« 野田秀樹『パイパー』を読む | トップページ | ニール・サイモン『ビロクシー・ブルース』を読む »

宮本輝『愉楽の園』を読む

 外国に行ったことはないし、行きたいとも思わない。あえて行きたい国を挙げれば、アイルランド。ベケット、ジョイスの生まれた国だから。映画『サウンド・オブ・ミュージック』のロケ地のザルツブルグも魅力的な町に思えた。ただ、こうやって挙げていき。意識を外国に向けていくと多くなる。多くなるけれど、日本のあちこちにも行きたいところがたくさんあるので、そちらを優先というのが実情。

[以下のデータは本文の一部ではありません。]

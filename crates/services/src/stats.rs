use chrono::{Duration, NaiveDate};
use std::collections::BTreeMap;
use std::sync::Arc;

use pacer_core::model::{DailyStat, SessionStatus};
use pacer_core::time::Clock;
use storage::repository::{SessionRepository, StatsRepository};

use crate::error::StatsError;
use crate::grid::StatusCounts;

/// One day of the dashboard trend.
#[derive(Debug, Clone, Copy, PartialEq)]
pub struct TrendPoint {
    pub date: NaiveDate,
    pub accuracy_rate: f64,
    pub completion_rate: f64,
    pub total_questions: u32,
    pub total_time_ms: u64,
}

/// Aggregates for a single day (today/yesterday cards).
#[derive(Debug, Clone, Copy, PartialEq, Default)]
pub struct DayOverview {
    pub total_questions: u32,
    pub total_time_ms: u64,
    pub accuracy_rate: f64,
    pub completion_rate: f64,
}

/// Everything the dashboard shows: recent trend, today vs. yesterday and
/// the outcome distribution over the trend window.
#[derive(Debug, Clone, PartialEq)]
pub struct DashboardStats {
    pub trend: Vec<TrendPoint>,
    pub today: DayOverview,
    pub yesterday: DayOverview,
    pub distribution: StatusCounts,
}

#[derive(Default)]
struct DayBucket {
    counts: StatusCounts,
    total_questions: u32,
    total_time_ms: u64,
}

/// Simple aggregation over ended sessions plus the accumulated
/// `stats_daily` rows.
pub struct StatsService {
    sessions: Arc<dyn SessionRepository>,
    stats: Arc<dyn StatsRepository>,
    clock: Clock,
}

impl StatsService {
    #[must_use]
    pub fn new(
        sessions: Arc<dyn SessionRepository>,
        stats: Arc<dyn StatsRepository>,
        clock: Clock,
    ) -> Self {
        Self {
            sessions,
            stats,
            clock,
        }
    }

    /// The accumulated per-day rows.
    ///
    /// # Errors
    ///
    /// Returns `StatsError::Storage` when rows cannot be read.
    pub async fn daily(&self) -> Result<Vec<DailyStat>, StatsError> {
        Ok(self.stats.list_daily_stats().await?)
    }

    /// Derive the dashboard aggregates for the trailing `days` window
    /// (ending today).
    ///
    /// # Errors
    ///
    /// Returns `StatsError::Storage` when rows cannot be read.
    pub async fn dashboard(&self, days: u32) -> Result<DashboardStats, StatsError> {
        let sessions = self
            .sessions
            .list_sessions_by_status(SessionStatus::Ended)
            .await?;

        let mut buckets: BTreeMap<NaiveDate, DayBucket> = BTreeMap::new();
        for session in &sessions {
            let Some(ended_at) = session.ended_at() else {
                continue;
            };
            let records = self.sessions.get_question_records(session.id()).await?;
            let counts = StatusCounts::from_statuses(records.iter().map(|r| r.status));

            let bucket = buckets.entry(ended_at.date_naive()).or_default();
            bucket.counts.merge(&counts);
            bucket.total_questions += u32::try_from(records.len()).unwrap_or(u32::MAX);
            bucket.total_time_ms += session.total_time_ms();
        }

        let today = self.clock.now().date_naive();
        let mut trend = Vec::with_capacity(days as usize);
        let mut distribution = StatusCounts::default();
        for offset in (0..days).rev() {
            let date = today - Duration::days(i64::from(offset));
            let point = match buckets.get(&date) {
                Some(bucket) => {
                    distribution.merge(&bucket.counts);
                    TrendPoint {
                        date,
                        accuracy_rate: bucket.counts.accuracy_rate(),
                        completion_rate: completion_of(bucket),
                        total_questions: bucket.total_questions,
                        total_time_ms: bucket.total_time_ms,
                    }
                }
                None => TrendPoint {
                    date,
                    accuracy_rate: 0.0,
                    completion_rate: 0.0,
                    total_questions: 0,
                    total_time_ms: 0,
                },
            };
            trend.push(point);
        }

        let today_overview = buckets.get(&today).map(overview_of).unwrap_or_default();
        let yesterday_overview = buckets
            .get(&(today - Duration::days(1)))
            .map(overview_of)
            .unwrap_or_default();

        Ok(DashboardStats {
            trend,
            today: today_overview,
            yesterday: yesterday_overview,
            distribution,
        })
    }
}

fn completion_of(bucket: &DayBucket) -> f64 {
    if bucket.total_questions == 0 {
        return 0.0;
    }
    f64::from(bucket.counts.answered()) / f64::from(bucket.total_questions)
}

fn overview_of(bucket: &DayBucket) -> DayOverview {
    DayOverview {
        total_questions: bucket.total_questions,
        total_time_ms: bucket.total_time_ms,
        accuracy_rate: bucket.counts.accuracy_rate(),
        completion_rate: completion_of(bucket),
    }
}
impl TestCase for MultiDelete {
    fn name(&self) -> &str {
        self.name
    }

    fn run(&self, client: &RemoteClient) -> Result<(), CaseError> {
        let (key1, key2) = (unique(), unique());
        let (value1, value2) = (unique(), unique());
        let keys = format!("{},{}", key1, key2);
        let values = format!("{},{}", value1, value2);
        store_multi(client, &keys, &values, false, self.run_async, true)?;

        let entries = read_multi(client, &keys, self.run_async)?;
        expect_eq(
            entries.get(&key1).map(String::as_str),
            Some(value1.as_str()),
            "first stored value",
        )?;
        expect_eq(
            entries.get(&key2).map(String::as_str),
            Some(value2.as_str()),
            "second stored value",
        )?;

        remove_multi(client, &keys, self.run_async)?;

        let entries = read_multi(client, &keys, self.run_async)?;
        expect_eq(entries.len(), 0, "remaining entries")
    }
}

fn store_jcache(
    client: &RemoteClient,
    key: &str,
    value: &str,
    cache: &str,
) -> Result<(), CaseError> {
    let response = client.post_form(JCACHE_PATH, &[("key", key), ("value", value), ("cache", cache)])?;
    expect_status(&response, StatusCode::OK)?;
    let info: OperationStatus = response.json()?;
    expect_true(info.success, "jcache mutation status")
}

fn read_jcache(
    client: &RemoteClient,
    key: &str,
    cache: &str,
    expected: &str,
) -> Result<(), CaseError> {
    let response = client.get(JCACHE_PATH, &[("key", key), ("cache", cache)])?;
    expect_status(&response, StatusCode::OK)?;
    let entries: HashMap<String, String> = response.json()?;
    expect_eq(
        entries.get(key).map(String::as_str),
        Some(expected),
        "jcache stored value",
    )
}

/// Secondary caching API: put, get, miss on a bogus key, delete returns
/// the removed entry, second delete misses.
struct SimpleJCache;

impl TestCase for SimpleJCache {
    fn name(&self) -> &str {
        "jcache_simple"
    }

    fn run(&self, client: &RemoteClient) -> Result<(), CaseError> {
        let key = unique();
        let value = unique();
        store_jcache(client, &key, &value, "simple")?;
        read_jcache(client, &key, "simple", &value)?;

        let response = client.get(JCACHE_PATH, &[("key", "bogus"), ("cache", "simple")])?;
        expect_status(&response, StatusCode::NOT_FOUND)?;

        let response = client.delete(JCACHE_PATH, &[("key", &key), ("cache", "simple")])?;
        expect_status(&response, StatusCode::OK)?;
        let entries: HashMap<String, String> = response.json()?;
        expect_eq(
            entries.get(&key).map(String::as_str),
            Some(value.as_str()),
            "removed entry",
        )?;

        let response = client.delete(JCACHE_PATH, &[("key", &key), ("cache", "simple")])?;
        expect_status(&response, StatusCode::NOT_FOUND)
    }
}

struct JCacheExpiry;

impl TestCase for JCacheExpiry {
    fn name(&self) -> &str {
        "jcache_expiry"
    }

    fn run(&self, client: &RemoteClient) -> Result<(), CaseError> {
        let key = unique();
        let value = unique();
        store_jcache(client, &key, &value, "expiring")?;
        read_jcache(client, &key, "expiring", &value)?;
        sleep(EXPIRY_WAIT);
        let response = client.get(JCACHE_PATH, &[("key", &key), ("cache", "expiring")])?;
        expect_status(&response, StatusCode::NOT_FOUND)
    }
}

/// The add-only cache accepts a second put for the same key but keeps
/// the original value.
struct JCacheAddPolicy;

impl TestCase for JCacheAddPolicy {
    fn name(&self) -> &str {
        "jcache_add_policy"
    }

    fn run(&self, client: &RemoteClient) -> Result<(), CaseError> {
        let key = unique();
        let value = unique();
        store_jcache(client, &key, &value, "noupdate")?;
        read_jcache(client, &key, "noupdate", &value)?;
        store_jcache(client, &key, "foo", "noupdate")?;
        read_jcache(client, &key, "noupdate", &value)
    }
}

pub fn suite(binding: Binding) -> Suite {
    let mut suite = Suite::new("Memcache Test Suite", "memcache");
    suite.add_case(AddEntry::new(false));
    suite.add_case(SetEntry::new(false));
    suite.add_case(KeyExpiry::new(false));
    suite.add_case(DeleteEntry::new(false));
    suite.add_case(MultiAdd::new(false));
    suite.add_case(MultiSet::new(false));
    suite.add_case(MultiDelete::new(false));

    if binding == Binding::Java {
        suite.add_case(AddEntry::new(true));
        suite.add_case(SetEntry::new(true));
        suite.add_case(KeyExpiry::new(true));
        suite.add_case(DeleteEntry::new(true));
        suite.add_case(MultiAdd::new(true));
        suite.add_case(MultiSet::new(true));
        suite.add_case(MultiDelete::new(true));
        suite.add_case(SimpleJCache);
        suite.add_case(JCacheExpiry);
        suite.add_case(JCacheAddPolicy);
    }
    suite
}

#[cfg(test)]
mod test {

    use super::*;

    #[test]
    fn test_python_suite_carries_only_shared_cases() {
        let suite = suite(Binding::Python);
        let names = suite.case_names();

        assert_eq!(names.len(), 7);
        assert!(names.contains(&"memcache_add"));
        assert!(!names.iter().any(|name| name.contains("async")));
        assert!(!names.iter().any(|name| name.starts_with("jcache")));
    }

    #[test]
    fn test_java_suite_adds_async_and_jcache_cases() {
        let suite = suite(Binding::Java);
        let names = suite.case_names();

        assert_eq!(names.len(), 17);
        assert!(names.contains(&"memcache_async_add"));
        assert!(names.contains(&"memcache_multi_async_delete"));
        assert!(names.contains(&"jcache_simple"));
        assert!(names.contains(&"jcache_add_policy"));
    }

    #[test]
    fn test_shared_cases_keep_their_order_across_bindings() {
        let python: Vec<String> = suite(Binding::Python)
            .case_names()
            .iter()
            .map(|name| name.to_string())
            .collect();
        let java: Vec<String> = suite(Binding::Java)
            .case_names()
            .iter()
            .take(python.len())
            .map(|name| name.to_string())
            .collect();

        assert_eq!(python, java);
    }
}
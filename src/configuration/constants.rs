pub mod cargo_env {
    pub const CARGO_PKG_NAME: &'static str = env!("CARGO_PKG_NAME");
}

pub mod defaults {
    pub const ADMIN_USER: &'static str = "a@a.a";
    pub const ADMIN_PASSWORD: &'static str = "aaaaaa";
    pub const LOG_DIRECTORY: &'static str = "logs";
    pub const REQUEST_TIMEOUT_SECS: u64 = 10;
}

pub mod common {
    pub const MAX_WORKER_THREADS: usize = 8;
}
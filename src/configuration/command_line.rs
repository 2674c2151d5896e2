use crate::configuration::constants::cargo_env::CARGO_PKG_NAME;
use clap::arg_enum;
use log::LevelFilter;
use std::path::PathBuf;
use structopt::StructOpt;

arg_enum! {
    #[derive(Debug)]
    pub enum LogLevel {
        Off, Error, Warn, Info, Debug, Trace,
    }
}

arg_enum! {
    /// Language binding of the application server under test.
    #[derive(Debug, Clone, Copy, PartialEq, Eq)]
    pub enum Binding {
        Python, Java,
    }
}

#[derive(StructOpt, Debug)]
#[structopt(name = CARGO_PKG_NAME)]
pub struct Opt {
    /// Hostname of the target application server
    #[structopt(long, short = "s")]
    pub server: String,

    /// Port of the target application server
    #[structopt(long, short = "p")]
    pub port: u16,

    /// Language binding to test
    #[structopt(case_insensitive = true, long, short = "l", possible_values = &Binding::variants(), default_value = "python")]
    pub lang: Binding,

    /// Admin username
    #[structopt(long)]
    pub user: Option<String>,

    /// Admin password
    #[structopt(long = "pass")]
    pub password: Option<String>,

    /// Report failures and errors to the console
    #[structopt(long, short = "c")]
    pub console: bool,

    /// A comma separated list of suites to run
    #[structopt(long, use_delimiter = true, default_value = "all")]
    pub suites: Vec<String>,

    /// A comma separated list of suites to exclude
    #[structopt(long = "exclude-suites", use_delimiter = true)]
    pub exclude_suites: Vec<String>,

    /// Amount of parallel threads running independent suites
    #[structopt(long, short = "t")]
    pub threads: Option<usize>,

    /// Sets a logging level
    #[structopt(case_insensitive = true, long, short = "L", possible_values = &LogLevel::variants(), env = "LOG_LEVEL")]
    pub logging: Option<LogLevel>,

    /// File to which application will write logs
    #[structopt(long, short = "O", env = "LOG_OUTPUT_FILE")]
    pub log_output_file: Option<PathBuf>,
}

impl Into<LevelFilter> for LogLevel {
    fn into(self) -> LevelFilter {
        match self {
            LogLevel::Off => LevelFilter::Off,
            LogLevel::Error => LevelFilter::Error,
            LogLevel::Warn => LevelFilter::Warn,
            LogLevel::Info => LevelFilter::Info,
            LogLevel::Debug => LevelFilter::Debug,
            LogLevel::Trace => LevelFilter::Trace,
        }
    }
}
use crate::connection::RemoteClient;
use std::fmt;

/// A single named test scenario. One invocation performs a sequence of
/// request/assert steps against the target server; the first failed
/// assertion or harness fault abandons the remaining steps.
pub trait TestCase: Send + Sync {
    fn name(&self) -> &str;
    fn run(&self, client: &RemoteClient) -> Result<(), CaseError>;
}

/// Distinguishes "the system under test behaved wrong" from "the harness
/// itself could not complete the step". The runner maps the former to a
/// Failed outcome and the latter to Errored.
#[derive(Debug, Clone, PartialEq)]
pub enum CaseError {
    Assertion(String),
    Execution(String),
}

impl fmt::Display for CaseError {
    fn fmt(&self, f: &mut fmt::Formatter) -> fmt::Result {
        match self {
            CaseError::Assertion(detail) => write!(f, "assertion failed: {}", detail),
            CaseError::Execution(detail) => write!(f, "execution error: {}", detail),
        }
    }
}

impl ::std::error::Error for CaseError {}

impl From<reqwest::Error> for CaseError {
    fn from(error: reqwest::Error) -> Self {
        CaseError::Execution(format!("{}", error))
    }
}

impl From<serde_json::Error> for CaseError {
    fn from(error: serde_json::Error) -> Self {
        CaseError::Execution(format!("malformed response body: {}", error))
    }
}
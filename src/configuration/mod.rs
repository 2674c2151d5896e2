pub(crate) mod command_line;
pub(crate) mod constants;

 この宮本作品の舞台はタイ。タイの魅力も感じた。しかし、外国を放浪する男とタイの男の愛人になった女は無国籍で、無国籍だからこその部分もあるけれど、だから根っこがないようにも思えたりする。気楽に愉しめばいいのだろうけれど、愉しむには作品に無理があるように思えてならない。読むのに足かけ2年かかってしまった。

|

« 野田秀樹『パイパー』を読む | トップページ | ニール・サイモン『ビロクシー・ブルース』を読む »

書籍・雑誌」カテゴリの記事

コメント

コメントを書く



(ウェブ上には掲載しません)




トラックバック


この記事へのトラックバック一覧です: 宮本輝『愉楽の園』を読む:

« 野田秀樹『パイパー』を読む | トップページ | ニール・サイモン『ビロクシー・ブルース』を読む »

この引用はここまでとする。